Why would an organization adopt an approach that leads to chronic under estimation? There are more reasons than you can shake a stick at, but they are all the rational outcome of the cultural, financial and engineering forces native to a large government-funded bureaucracy. Here's an illustration of how those forces might work:
  • A proposal manager will strive to contain cost. Government cost guidelines or cost caps must be met or the proposal is a gonner.
  • The proposed system will be assumed to have the same requirements as the last system. This will be perceived as cheaper and less risky.
  • The separate engineering disciplines will compete for a funding wedge in a zero-sum game. A favorite will emerge that adds science value.
  • A high degree of software inheritance will be assumed. Since nothing new is needed, the estimate becomes the cost of the last project.
  • Since the inherited software already exists, the proposed software costs will be expected to be cheaper than the last project cost.
  • The estimation process will repeat in a cost-cutting spiral until the engineering teams agree to a budget that is uncomfortable. The staff must be fed.
  • Cost models will be used, but only to demonstrate that that a reduced cost is credible. (Skillful use of the parameters, particularly the reuse parameter is valuable).
  • Experience shows that approved government contracts come with a wink and a nod. The government sponsor is more likely to add budget late in the project when program success is on the line.
If the proposal wins, the events leading to the appearance of the mythical man-month might go like this:
  • The project manager keeps reserves as long as possible in the likely event of last minute cost surprises.
  • The project customers make changes that drive requirement changes. Some change are important; some are frivolous. All must be addressed.
  • Salary and overhead costs will have increased since proposal submission. The budget remains fixed, so the work must be done by a smaller workforce.
  • Government cuts lead to project cuts. Then each discipline will fight push the cuts elsewhere in the project. The management must account for the hard fact that without hardware there is no system. The choices are limited. Software and operations budgets are the best candidates.
  • The software for the new project will not be the same as the last project. The platforms will be different. The new requirements will impact the design. Additional resources are needed.
  • The schedule remains fixed to meet the launch date. The engineering teams do their best to make up the differences with long hours.
  • As the crisis become apparent, reserves become available.
  • Management invokes the obvious remedy: add staff
I've heard different costing experts say that proposed estimates are typically off the actual costs by 50% or more.2 Is it any wonder? In my view, good cost estimation is a black art--the problem has too many unconstrained degrees of freedom. The bigger the project, the greater the cultural and financial forces, the more degrees of freedom, the blacker the art.

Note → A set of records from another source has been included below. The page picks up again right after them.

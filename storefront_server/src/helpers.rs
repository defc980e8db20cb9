use std::{net::IpAddr, str::FromStr};

use actix_web::HttpRequest;
use log::{debug, trace};
use regex::Regex;

/// Get the remote IP address from the request. It uses 3 sources to determine the IP address, in decreasing order
/// of preference:
/// 1. The first address in the `X-Forwarded-For` header, iif `use_x_forwarded_for` is set.
/// 2. The `Forwarded` header, iif `use_forwarded` is set.
/// 3. The peer address from the connection info.
pub fn get_remote_ip(req: &HttpRequest, use_x_forwarded_for: bool, use_forwarded: bool) -> Option<IpAddr> {
    let mut result = None;
    if use_x_forwarded_for {
        trace!("Checking X-Forwarded-For header");
        result = req
            .headers()
            .get("X-Forwarded-For")
            .and_then(|v| v.to_str().ok())
            .and_then(|s| s.split(',').next())
            .and_then(|s| IpAddr::from_str(s.trim()).ok());
        if let Some(ip) = result {
            debug!("Using X-Forwarded-For header for remote address: {ip}");
        }
    }
    if use_forwarded && result.is_none() {
        trace!("Checking Forwarded header");
        result = Regex::new(r#"for="?(?P<ip>[^;,"]+)"#).ok().and_then(|re| {
            req.headers()
                .get("Forwarded")
                .and_then(|v| v.to_str().ok())
                .and_then(|v| re.captures(v))
                .and_then(|caps| caps.name("ip"))
                .and_then(|m| IpAddr::from_str(m.as_str()).ok())
        });
        if let Some(ip) = result {
            debug!("Using Forwarded header for remote address: {ip}");
        }
    }
    result.or_else(|| {
        let peer_addr = req.connection_info().peer_addr().map(|a| a.to_string());
        trace!("Using Peer address for remote address: {:?}", peer_addr);
        peer_addr.and_then(|s| IpAddr::from_str(&s).ok())
    })
}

I have little faith that better tools will lead to better estimates. The tools merely serve the institution. However, available budgets would be allocated more effectively if project management operated as if the mythical man-month was not a myth.

Easier said than done.

1In some sense cost and schedule are two sides of the same coin. In practice they are not. Each estimate is constructed against different constraints.
2The actual hours worked are not reported and the actual man-months are not known.

2 comments:

  1. Another observation: software behaves as a gas, so it will expand to consume its container. In most cases its container is cost and schedule. Rob Austin suggests the way to compress the gas is to deploy two development teams in competition with the same requirements; it's both faster and cheaper in the long run. (I know what you're thinking. I didn't go there with 'better' for different reasons).

    The cost and schedule models unfortunately, however scientific, are misused as you say. They have become stilted yet accepted. They offer faux rigor for the lazy to keep the BOE hounds away. The most accurate project estimates I've done were merely PERT beta distributions for each task -- gut feel expressions by the development team for best case, average case, and worst case durations. That may have yielded some self-fulfilling control because the estimators performed the work, but that's okay if the project is approved under these terms.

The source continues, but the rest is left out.